Copyright infringement is another potential risk associated with GenAI. As these models are trained on existing content, there is a risk that the generated outputs could inadvertently infringe on the intellectual property rights of others.
Sure, big players like OpenAI already create roadblocks to stop people from generatinv cop[yrighted content but people still find a way to circumvent these restrictions. Even then, these things can unintentionally slip through the cracks.
As these models become more accessible and easier to use, there is a risk that they could be employed for malicious purposes, such as generating fake news, impersonating individuals, or even creating deepfakes.
To mitigate these risks and challenges effectively, businesses must prioritize governance and responsible democratization. This involves establishing clear policies and procedures for using GenAI, ensuring that all stakeholders are properly trained and informed, and regularly monitoring and auditing GenAI implementations to identify and address any potential issues. By taking a proactive and responsible approach to GenAI adoption, businesses can minimize the risks and maximize the benefits of this transformative technology.
So, combining all that we have learned in today’s article, let’s answer two final questions.
This question is a bit more straightforward to answer as these benefits and use cases outlined map exactly, 1 to 1.
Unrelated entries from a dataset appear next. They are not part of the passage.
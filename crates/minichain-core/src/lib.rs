pub mod constants;
pub mod hash;
pub mod pow;

use constants::{GENESIS_PREVIOUS_HASH, GENESIS_PROOF};
use serde::{Deserialize, Serialize};
use std::time::{SystemTime, UNIX_EPOCH};

#[derive(Clone, Debug, PartialEq, Eq, Serialize, Deserialize)]
pub struct Transaction {
    pub sender: String,
    pub receiver: String,
    pub amount: u64,
}

/// One link of the chain. Immutable once appended.
#[derive(Clone, Debug, PartialEq, Eq, Serialize, Deserialize)]
pub struct Block {
    /// 1-based position in the chain.
    pub index: u64,
    /// Unix seconds at creation. Opaque beyond ordering and display.
    pub timestamp: u64,
    pub proof: u64,
    /// Hex digest of the preceding block, or `"0"` for genesis.
    pub previous_hash: String,
    pub transactions: Vec<Transaction>,
}

fn now_secs() -> u64 {
    SystemTime::now()
        .duration_since(UNIX_EPOCH)
        .expect("time went backwards")
        .as_secs()
}

/// Capability seam for the pending-transaction pool, so a minimal deployment
/// can run a ledger with no transaction surface at all.
pub trait TransactionPool: Default {
    fn push(&mut self, tx: Transaction);
    fn drain(&mut self) -> Vec<Transaction>;
    fn pending(&self) -> &[Transaction];
}

/// Transactions accepted but not yet embedded in an appended block.
#[derive(Clone, Debug, Default)]
pub struct Mempool {
    transactions: Vec<Transaction>,
}

impl TransactionPool for Mempool {
    fn push(&mut self, tx: Transaction) {
        self.transactions.push(tx);
    }

    fn drain(&mut self) -> Vec<Transaction> {
        std::mem::take(&mut self.transactions)
    }

    fn pending(&self) -> &[Transaction] {
        &self.transactions
    }
}

/// Pool of the transaction-free ledger variant; holds nothing.
#[derive(Clone, Debug, Default)]
pub struct NoPool;

impl TransactionPool for NoPool {
    fn push(&mut self, _tx: Transaction) {}

    fn drain(&mut self) -> Vec<Transaction> {
        Vec::new()
    }

    fn pending(&self) -> &[Transaction] {
        &[]
    }
}

/// The append-only chain plus the pending pool.
///
/// Created once per process and seeded with the genesis block; the only
/// destructive operation is the wholesale swap during consensus resolution.
#[derive(Clone, Debug)]
pub struct Ledger<P: TransactionPool = Mempool> {
    chain: Vec<Block>,
    pool: P,
}

impl<P: TransactionPool> Default for Ledger<P> {
    fn default() -> Self {
        Self::new()
    }
}

impl<P: TransactionPool> Ledger<P> {
    pub fn new() -> Self {
        let mut ledger = Self {
            chain: Vec::new(),
            pool: P::default(),
        };
        ledger.create_block(GENESIS_PROOF, GENESIS_PREVIOUS_HASH.to_string());
        ledger
    }

    /// Append a block carrying everything currently pending.
    ///
    /// Always succeeds; the pool is cleared atomically as part of the append.
    pub fn create_block(&mut self, proof: u64, previous_hash: String) -> &Block {
        let block = Block {
            index: self.chain.len() as u64 + 1,
            timestamp: now_secs(),
            proof,
            previous_hash,
            transactions: self.pool.drain(),
        };
        self.chain.push(block);
        self.previous_block()
    }

    pub fn previous_block(&self) -> &Block {
        self.chain
            .last()
            .expect("ledger always holds at least the genesis block")
    }

    pub fn chain(&self) -> &[Block] {
        &self.chain
    }

    pub fn len(&self) -> usize {
        self.chain.len()
    }

    pub fn is_empty(&self) -> bool {
        self.chain.is_empty()
    }

    pub fn is_valid(&self) -> bool {
        is_chain_valid(&self.chain)
    }

    /// Wholesale swap of the chain. Used only by consensus resolution.
    pub fn replace_chain(&mut self, chain: Vec<Block>) {
        self.chain = chain;
    }
}

impl Ledger<Mempool> {
    /// Queue a transaction; returns the index of the block it will land in
    /// once the next block is mined.
    pub fn add_transaction(&mut self, sender: String, receiver: String, amount: u64) -> u64 {
        self.pool.push(Transaction {
            sender,
            receiver,
            amount,
        });
        self.previous_block().index + 1
    }

    pub fn pending_transactions(&self) -> &[Transaction] {
        self.pool.pending()
    }
}

/// Walk adjacent pairs of a candidate chain, checking hash linkage and
/// proof-of-work validity. Never mutates anything.
pub fn is_chain_valid(chain: &[Block]) -> bool {
    if chain.is_empty() {
        return false;
    }
    for pair in chain.windows(2) {
        let (previous, block) = (&pair[0], &pair[1]);
        if block.previous_hash != hash::block_hash(previous) {
            return false;
        }
        if !pow::verify(previous.proof, block.proof) {
            return false;
        }
    }
    true
}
We get to be more efficient as we can prototype, write code, and debug things faster. We also erase barriers between tech and non-tech teams as GenAI LLMs can effectively translate requests to language that’s understandable by everyone.
On the customer acquisition and retention front, the personalized marketing and content generation will help us reach out more people than we could have before.
And! Although we do have a dedicated marketing team, we understand that it’s not a luxury that all aspiring dev teams have. And as the story of two Steves – Jobs and Wozniak – tells us is that even the best product in the world need some good marketing.
So, we’re sincerely hoping that the accessibility of these (almost) foolproof marketing tools will let more and more teams wow us with their work and products.
In my personal experience, one of the most frustrating things in the client-developer relationship are these many things that get lost in translation.
With GenAI, it becomes possible for a customer to better explain and demonstrate their exact requirements.
Using chatbots to collect customer criteria will help customers feel more confident and knowledgeable as they can formulate their wants and needs better through LLMs. Because – let’s be honest – even when we try to delegate work to the experts and contractors, we still don’t want to feel embarrassed as if we don’t know anything.
Then, there are also prototyping tools, a “picture’s worth a thousand words” literally coming to life. With tools like Uizard, a customer can show exactly what they want their design to look like, saving developers a lot of trouble and second-guess while also ensuring that there is no mutual frustration about “misunderstanding”
All in all, I expect that GenAI will become this reverse Tower of Babel, if you will, as it will help us understand each other with much more ease.
So, I’d say that Gartner has been right on the money with this prediction, as GenAI will remain the touchpoint of the conversation, and I feel like it will keep on growing faster than we can talk about it.
Just as I was finalizing this article, OpenAI announced its new model – Chat GPT4o – that can talk and is accessible for free.
So, dmeocratization of AI will keep on going further, until “using AI” and “working” becomes one and the same.